Verificou-se ainda que 2% dos trabalhadores que responderam ao inquérito declararam “não auferir qualquer remuneração – facto que evidencia a existência de situações laborais ilegais”, prossegue o documento.
O inquérito apurou ainda que existe distinção salarial de género e que, nos escalões remuneratórios mais elevados, verifica-se a predominância de trabalhadores do sexo masculino, enquanto apenas 3% do total das mulheres que responderam ao inquérito se encontra nos escalões entre os 1425 e 2368 euros de salário.
O MTA destaca que “os valores dos salários brutos declarados” no inquérito permitem apurar uma “média salarial mensal (…), para os trabalhadores em arquitetura, (…) de 870,75 [euros], ficando este valor cerca de 100 [euros] abaixo do salário médio bruto mensal nacional, segundo os dados mais recentes publicados pelo INE [Instituto Nacional de Estatística] (2018)”.
Quanto à pandemia, e às medidas tomadas pela entidade empregadora, após ter sido decretada a obrigatoriedade do teletrabalho, as respostas apontam que o encerramento de instalações abrangeu 80% dos inquiridos. E embora a maioria – 74% – tenha revelado estar em regime de teletrabalho, uma margem de 20% afirmou fazer deslocações pontuais ao escritório e apenas um por cento se encontra em regime de rotatividade. Apenas 5% do total de respostas garantem que foram tomadas todas as medidas de segurança e higiene no local de trabalho.
Apesar da maioria dos inquiridos – 73% – afirmar não ter havido alterações ao seu salário bruto, 14% revelou ter sofrido uma redução de salário.
Há também oito por cento dos trabalhadores que responderam não ter garantida qualquer remuneração e ainda cinco por cento optou pela resposta “outra”, ou seja, sofreu uma perda de remuneração que não se encontrava discriminada nas opções de resposta, o que perfaz um total de 27% de trabalhadores com perdas de salário, no contexto da pandemia.
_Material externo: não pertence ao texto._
//! Configuration types for Notion-to-Markdown conversion.
//!
//! All conversion behaviour is controlled through [`ConversionConfig`], built
//! via its [`ConversionConfigBuilder`]. One struct holds every knob so a
//! config can be shared across tasks and logged as a whole (secrets are
//! redacted by the `Debug` impls).

use crate::error::Notion2MdError;
use crate::progress::ProgressCallback;
use crate::storage::StorageLocation;
use serde::{Deserialize, Serialize};
use std::fmt;

/// Default endpoint of the service's internal API.
pub const DEFAULT_API_BASE_URL: &str = "https://www.notion.so/api/v3";

/// Configuration for a Notion-to-Markdown conversion.
///
/// Built via [`ConversionConfig::builder()`] or using
/// [`ConversionConfig::default()`].
///
/// # Example
/// ```rust
/// use notion2md::{BlockOrdering, ConversionConfig, StorageConfig};
///
/// let config = ConversionConfig::builder()
///     .ordering(BlockOrdering::DepthFirst)
///     .storage(StorageConfig::new("mybucket", "ap-1", "AKID", "secret").prefix("notion/"))
///     .build()
///     .unwrap();
/// ```
#[derive(Clone)]
pub struct ConversionConfig {
    /// How blocks are ordered before rendering. Default: [`BlockOrdering::DepthFirst`].
    pub ordering: BlockOrdering,

    /// Object-storage target for image relocation.
    ///
    /// When `None` the relocation pass is skipped and image links keep their
    /// original URLs.
    pub storage: Option<StorageConfig>,

    /// Relocate transient image links when storage is configured. Default: true.
    pub relocate_images: bool,

    /// Session token sent as the `token_v2` cookie with the document request.
    pub notion_token: Option<String>,

    /// Base URL of the internal API. Default: [`DEFAULT_API_BASE_URL`].
    pub api_base_url: String,

    /// Maximum number of blocks requested in the page chunk. Default: 100.
    pub chunk_limit: usize,

    /// Timeout for the document request in seconds. Default: 30.
    pub api_timeout_secs: u64,

    /// Timeout for each image download and each upload in seconds. Default: 60.
    pub download_timeout_secs: u64,

    /// Optional progress sink.
    pub progress_callback: Option<ProgressCallback>,
}

impl Default for ConversionConfig {
    fn default() -> Self {
        Self {
            ordering: BlockOrdering::default(),
            storage: None,
            relocate_images: true,
            notion_token: None,
            api_base_url: DEFAULT_API_BASE_URL.to_string(),
            chunk_limit: 100,
            api_timeout_secs: 30,
            download_timeout_secs: 60,
            progress_callback: None,
        }
    }
}

impl fmt::Debug for ConversionConfig {
    fn fmt(&self, f: &mut fmt::Formatter<'_>) -> fmt::Result {
        f.debug_struct("ConversionConfig")
            .field("ordering", &self.ordering)
            .field("storage", &self.storage)
            .field("relocate_images", &self.relocate_images)
            .field("notion_token", &self.notion_token.as_ref().map(|_| "<redacted>"))
            .field("api_base_url", &self.api_base_url)
            .field("chunk_limit", &self.chunk_limit)
            .field("api_timeout_secs", &self.api_timeout_secs)
            .field("download_timeout_secs", &self.download_timeout_secs)
            .field(
                "progress_callback",
                &self.progress_callback.as_ref().map(|_| "<dyn ConversionProgressCallback>"),
            )
            .finish()
    }
}

impl ConversionConfig {
    /// Create a new builder for `ConversionConfig`.
    pub fn builder() -> ConversionConfigBuilder {
        ConversionConfigBuilder {
            config: Self::default(),
        }
    }

    /// Storage location to relocate into, if relocation is enabled.
    pub fn relocation_target(&self) -> Option<StorageLocation> {
        if !self.relocate_images {
            return None;
        }
        self.storage.as_ref().map(StorageConfig::location)
    }
}

/// Builder for [`ConversionConfig`].
#[derive(Debug)]
pub struct ConversionConfigBuilder {
    config: ConversionConfig,
}

impl ConversionConfigBuilder {
    pub fn ordering(mut self, ordering: BlockOrdering) -> Self {
        self.config.ordering = ordering;
        self
    }

    pub fn storage(mut self, storage: StorageConfig) -> Self {
        self.config.storage = Some(storage);
        self
    }

    pub fn relocate_images(mut self, v: bool) -> Self {
        self.config.relocate_images = v;
        self
    }

    pub fn notion_token(mut self, token: impl Into<String>) -> Self {
        self.config.notion_token = Some(token.into());
        self
    }

    pub fn api_base_url(mut self, url: impl Into<String>) -> Self {
        self.config.api_base_url = url.into();
        self
    }

    pub fn chunk_limit(mut self, n: usize) -> Self {
        self.config.chunk_limit = n;
        self
    }

    pub fn api_timeout_secs(mut self, secs: u64) -> Self {
        self.config.api_timeout_secs = secs;
        self
    }

    pub fn download_timeout_secs(mut self, secs: u64) -> Self {
        self.config.download_timeout_secs = secs;
        self
    }

    pub fn progress_callback(mut self, cb: ProgressCallback) -> Self {
        self.config.progress_callback = Some(cb);
        self
    }

    /// Build the configuration, validating constraints.
    pub fn build(self) -> Result<ConversionConfig, Notion2MdError> {
        let c = &self.config;
        if c.chunk_limit == 0 {
            return Err(Notion2MdError::InvalidConfig(
                "Chunk limit must be ≥ 1".into(),
            ));
        }
        if c.api_base_url.trim().is_empty() {
            return Err(Notion2MdError::InvalidConfig(
                "API base URL must not be empty".into(),
            ));
        }
        // Storage is only consulted when relocation is on.
        if let Some(storage) = c.storage.as_ref().filter(|_| c.relocate_images) {
            storage.validate()?;
        }
        Ok(self.config)
    }
}

// ── Storage ──────────────────────────────────────────────────────────────

/// Credentials and location of the durable object store.
#[derive(Clone, Serialize, Deserialize)]
pub struct StorageConfig {
    pub bucket: String,
    pub region: String,
    pub secret_id: String,
    pub secret_key: String,
    /// Prepended verbatim to every object key (e.g. `"notion/"`).
    #[serde(default)]
    pub prefix: String,
}

impl StorageConfig {
    pub fn new(
        bucket: impl Into<String>,
        region: impl Into<String>,
        secret_id: impl Into<String>,
        secret_key: impl Into<String>,
    ) -> Self {
        Self {
            bucket: bucket.into(),
            region: region.into(),
            secret_id: secret_id.into(),
            secret_key: secret_key.into(),
            prefix: String::new(),
        }
    }

    pub fn prefix(mut self, prefix: impl Into<String>) -> Self {
        self.prefix = prefix.into();
        self
    }

    /// The credential-free part of the config.
    pub fn location(&self) -> StorageLocation {
        StorageLocation {
            bucket: self.bucket.clone(),
            region: self.region.clone(),
            prefix: self.prefix.clone(),
        }
    }

    fn validate(&self) -> Result<(), Notion2MdError> {
        let missing: Vec<&str> = [
            ("bucket", &self.bucket),
            ("region", &self.region),
            ("secret id", &self.secret_id),
            ("secret key", &self.secret_key),
        ]
        .iter()
        .filter(|(_, v)| v.trim().is_empty())
        .map(|(name, _)| *name)
        .collect();

        if missing.is_empty() {
            Ok(())
        } else {
            Err(Notion2MdError::InvalidConfig(format!(
                "Storage settings incomplete, missing: {}",
                missing.join(", ")
            )))
        }
    }
}

impl fmt::Debug for StorageConfig {
    fn fmt(&self, f: &mut fmt::Formatter<'_>) -> fmt::Result {
        f.debug_struct("StorageConfig")
            .field("bucket", &self.bucket)
            .field("region", &self.region)
            .field("secret_id", &"<redacted>")
            .field("secret_key", &"<redacted>")
            .field("prefix", &self.prefix)
            .finish()
    }
}

// ── Enums ────────────────────────────────────────────────────────────────

/// Strategy used to turn the unordered record map into a block sequence.
#[derive(Debug, Clone, Copy, PartialEq, Eq, Default, Serialize, Deserialize)]
pub enum BlockOrdering {
    /// Walk from the root blocks, emitting each block before its `content`
    /// children, recursively. (default)
    #[default]
    DepthFirst,
    /// Stable sort under the pairwise `content`-position comparator used by
    /// earlier exports. Non-recursive; a parent ranks after its direct
    /// children.
    Legacy,
}

#[cfg(test)]
mod tests {
    use super::*;

    #[test]
    fn defaults() {
        let c = ConversionConfig::default();
        assert_eq!(c.ordering, BlockOrdering::DepthFirst);
        assert!(c.relocate_images);
        assert_eq!(c.chunk_limit, 100);
        assert_eq!(c.api_base_url, DEFAULT_API_BASE_URL);
        assert!(c.relocation_target().is_none());
    }

    #[test]
    fn incomplete_storage_rejected() {
        let err = ConversionConfig::builder()
            .storage(StorageConfig::new("bucket", "", "id", " "))
            .build()
            .unwrap_err();
        let msg = err.to_string();
        assert!(msg.contains("region"), "got: {msg}");
        assert!(msg.contains("secret key"), "got: {msg}");
        assert!(!msg.contains("bucket,"), "got: {msg}");
    }

    #[test]
    fn incomplete_storage_ignored_when_relocation_off() {
        let c = ConversionConfig::builder()
            .storage(StorageConfig::new("mybucket", "", "", ""))
            .relocate_images(false)
            .build()
            .unwrap();
        assert!(c.relocation_target().is_none());
    }

    #[test]
    fn zero_chunk_limit_rejected() {
        assert!(ConversionConfig::builder().chunk_limit(0).build().is_err());
    }

    #[test]
    fn relocation_target_respects_switch() {
        let storage = StorageConfig::new("b", "r", "id", "key").prefix("img/");
        let on = ConversionConfig::builder()
            .storage(storage.clone())
            .build()
            .unwrap();
        let target = on.relocation_target().expect("target");
        assert_eq!(target.bucket, "b");
        assert_eq!(target.prefix, "img/");

        let off = ConversionConfig::builder()
            .storage(storage)
            .relocate_images(false)
            .build()
            .unwrap();
        assert!(off.relocation_target().is_none());
    }

    #[test]
    fn debug_redacts_secrets() {
        let c = ConversionConfig::builder()
            .notion_token("tok-123")
            .storage(StorageConfig::new("b", "r", "AKID-XYZ", "very-secret"))
            .build()
            .unwrap();
        let dbg = format!("{c:?}");
        assert!(!dbg.contains("tok-123"));
        assert!(!dbg.contains("AKID-XYZ"));
        assert!(!dbg.contains("very-secret"));
        assert!(dbg.contains("<redacted>"));
    }
}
A redução de salário correspondeu, na maioria das situações, a pelo menos 1/3 do valor.
Relativamente ao período inicial da crise sanitária, segundo os dados recolhidos, não foram disponibilizados os meios mínimos para o teletrabalho a 3/4 dos trabalhadores.
A grande maioria, segundo o relatório, ficou com o encargo de assegurar os meios para garantir a atividade, tendo de assumir as responsabilidades do empregador explícitas na lei, nomeadamente as despesas decorrentes da função e a supressão do subsídio de alimentação.
Apenas 2% dos inquiridos declararam que todos os meios (‘software’, ‘hardware’, equipamento e despesas) lhes foram disponibilizados pela entidade patronal, em situação de teletrabalho.
Ainda no âmbito da crise sanitária, à data de encerramento do inquérito (17 de maio), apenas dois meses após o decreto de confinamento, 6% dos trabalhadores encontravam-se em regime de ‘layoff’ e 5% sofreram uma redução no horário de trabalho, enquanto 7% dos trabalhadores que responderam alegaram não lhes ter sido renovado o contrato de trabalho ou terem sido alvo de despedimento.
A falta de garantia do cumprimento de normas de higiene e saúde nos locais de trabalho, a sugestão de burlas ao Estado com sobreposição de teletrabalho e assistência a dependentes, situações de violência moral sobre mulheres gestantes são outras situações que surgem nos resultados do inquérito.
Através dos canais abertos pelo MTA, o movimento refere que, nesta nova fase de confinamento, continuam a ser reportados atos de coação de diversa natureza, infligidos sobre estagiários e trabalhadores em arquitetura, como situações de despedimentos ilegais, corte indevido de subsídios e não cumprimento de obrigatoriedade de teletrabalho, com muitos escritórios a manterem o trabalho presencial.